Está ali, publicado no dia 8 de setembro de 1924, na página 5 do jornal A Federação, órgão máximo do Partido Republicano Rio-grandense, para que ninguém discorde no futuro. É, 85 anos depois, um fato histórico. E, infelizmente, pouco lembrado. Mas, no papel amarelado pelo tempo com letras de tipografia, impressão apagada pelo descaso na preservação dos documentos e da história, está ali uma quase certidão de nascimento do rádio no Rio Grande do Sul. Sob a guarda do Museu de Comunicação Social Hipólito José da Costa. Na véspera, às nove horas da noite, informa o texto, “num dos salões da Vila Diamela, gentilmente cedido pelo senhor coronel Juan Ganzo Fernandez, a novel Rádio Sociedade Rio-grandense foi fundada por amadores residentes nesta capital”.

Em nome da pioneira associação de radiófilos, sem-filistas ou amantes da radiofonia, como se chamavam na época estes entusiastas do novo veículo de comunicação, o então diretor da Biblioteca Pública, o poeta Eduardo Guimaraens, seria o primeiro a falar em uma emissora de rádio no estado:

– Já não há, conquista da nossa época, distâncias invencíveis, e as antigas morosidades do tempo e do espaço foram abolidas. Estão hoje mais perto do que nunca os países longínquos e os seres mais afastados e desconhecidos; com o avião e o sem-fios parece ter conseguido, neste primeiro quarto de século, realizar grande parte da universal aspiração: apertar fortemente, para que se estreitem cada vez mais, os laços do amor e da fraternidade entre os homens. Ou a psicologia dos acontecimentos erra, ou caminhamos vertiginosamente para a Idade de Ouro da humanidade, que é a do trabalho sereno, dentro da ordem, da mútua confiança e da paz. É o belo futuro da nossa grande Pátria que entra, pode dizer-se, de chofre, no apogeu da civilização. Supunham alguns cérebros do século passado, e Keats entre eles, que o papel da ciência era o de aniquilar, destruir e desembelecer o que na terra havia de ideal, de imaginação e fantasia. Tudo prova hoje o contrário: a ciência moderna deu enfim asas ao sonho de Ícaro. O homem do nosso tempo transpôs, com elas, montanhas e oceanos; dá agora volta ao globo terráqueo.
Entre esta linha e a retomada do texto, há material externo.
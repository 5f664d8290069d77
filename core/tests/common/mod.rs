// tests/common/mod.rs
#![allow(dead_code)] // Not every test binary uses every fixture

use once_cell::sync::Lazy;
use storefront::models::{AddCartItem, Collection, CollectionInput, NewUser, Product, ProductInput, User};
use storefront::services::carts;
use storefront::{Datastore, MemoryDatastore};
use tracing::Level;
use uuid::Uuid;

static TRACING_INIT: Lazy<()> = Lazy::new(|| {
  tracing_subscriber::fmt()
    .with_max_level(Level::DEBUG)
    .with_test_writer()
    .try_init()
    .ok();
});

pub fn setup_tracing() {
  Lazy::force(&TRACING_INIT);
}

/// A datastore with one collection, two products and a spread of users.
pub struct Shop {
  pub ds: MemoryDatastore,
  pub superuser: User,
  /// Staff holding every collection and product permission.
  pub staff: User,
  /// Staff without any model permission.
  pub bare_staff: User,
  pub alice: User,
  pub bob: User,
  pub collection: Collection,
  pub mug: Product,
  pub tea: Product,
}

pub fn new_user(username: &str) -> NewUser {
  NewUser {
    username: username.to_string(),
    email: format!("{}@example.com", username),
    password_hash: "not-a-real-hash".to_string(),
    ..Default::default()
  }
}

pub fn product_input(title: &str, collection_id: i64, unit_price_cents: i64) -> ProductInput {
  ProductInput {
    title: title.to_string(),
    slug: title.to_lowercase().replace(' ', "-"),
    description: Some(format!("A very good {}", title.to_lowercase())),
    unit_price_cents,
    inventory: 10,
    collection_id,
  }
}

pub async fn shop() -> Shop {
  let ds = MemoryDatastore::new();

  let superuser = ds
    .create_user(&NewUser {
      is_staff: true,
      is_superuser: true,
      ..new_user("root")
    })
    .await
    .expect("superuser");
  let staff = ds
    .create_user(&NewUser {
      is_staff: true,
      permissions: [
        "add_collection",
        "change_collection",
        "delete_collection",
        "add_product",
        "change_product",
        "delete_product",
        "change_review",
        "delete_review",
      ]
      .iter()
      .map(|p| p.to_string())
      .collect(),
      ..new_user("clerk")
    })
    .await
    .expect("staff");
  let bare_staff = ds
    .create_user(&NewUser {
      is_staff: true,
      ..new_user("intern")
    })
    .await
    .expect("bare staff");
  let alice = ds.create_user(&new_user("alice")).await.expect("alice");
  let bob = ds.create_user(&new_user("bob")).await.expect("bob");

  let collection = ds
    .create_collection(&CollectionInput {
      title: "Kitchen".to_string(),
    })
    .await
    .expect("collection");
  let mug = ds
    .create_product(&product_input("Mug", collection.id, 1_250))
    .await
    .expect("mug");
  let tea = ds
    .create_product(&product_input("Green Tea", collection.id, 499))
    .await
    .expect("tea");

  Shop {
    ds,
    superuser,
    staff,
    bare_staff,
    alice,
    bob,
    collection,
    mug,
    tea,
  }
}

/// Creates a cart holding the given (product, quantity) lines.
pub async fn cart_with(ds: &dyn Datastore, lines: &[(i64, i32)]) -> Uuid {
  let cart = carts::create_cart(ds).await.expect("cart");
  for (product_id, quantity) in lines {
    carts::add_item(
      ds,
      cart.id,
      &AddCartItem {
        product_id: *product_id,
        quantity: *quantity,
      },
    )
    .await
    .expect("cart line");
  }
  cart.id
}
E mal diminuíra o assombro, servindo-se dessas outras asas imponderáveis – que são as ondas aéreas –, o homem pode fazer ouvir de país a país, de continente a continente, destas todas a mais comunicativa harmonia: a palavra. Já para o homem que fala não existem fronteiras, pois que o domínio das alturas não tem limites. Como nos tempos da infância dos povos, o mundo, pelo prestígio do gênio humano, volta a ser a Palestina dos milagres, e tudo que nos cerca tem qualquer coisas dos prodígios do antigo Oriente. Para coroar de um pouco de glória e de graça o fato desta inauguração, a Rádio Sociedade Rio-grandense fez um apelo à mais divina das artes: a música. E é a ela que cedem, contentes, as minhas ásperas palavras o seu honroso lugar!

E a música, não como hoje, de chofre, seguiria a alocução do poeta. No ritmo do seu tempo, como em um sarau das famílias abastadas, ganharia, um instantinho depois, os alto-falantes daquelas poucas caixas, enormes e algo desengonçadas, de propriedade de uns poucos ainda. Trechos conhecidos da ópera Lohengrin, de Richard Wagner; uma Polonaise, de Frédéric Chopin; obras de compositores mais recentes à época, como o russo Sergei Rachmaninoff; trabalhos de brasileiros – a Canção da Saudade, do poeta pernambucano Olegário Mariano –; as melodiosas Suspira, coração, suspira! e Morena, morena, do compositor carioca Luciano Gallet. Na execução, sucediam-se, cantando ou ao piano, integrantes do Conservatório de Música de Porto Alegre. Em um tom típico dos encontros sociais de então, a filha do anfitrião, Diamela Ganzo Fernandez, também participou da apresentação. Por último, Eduardo Guimaraens dirigiu-se, novamente, aos presentes e aos eventuais ouvintes. Quando a transmissão foi interrompida, os relógios marcavam 22h15. Distâncias invencíveis haviam caído e antigas morosidades do tempo e do espaço, sido abolidas.
Os Ganzo, o rádio gaúcho e o telefone no sul do Brasil
2006
Luiz Artur Ferraretto 

Juan Ganzo e Edison Ganzo
Fonte: Acervo particular da família Ganzo Fernandez.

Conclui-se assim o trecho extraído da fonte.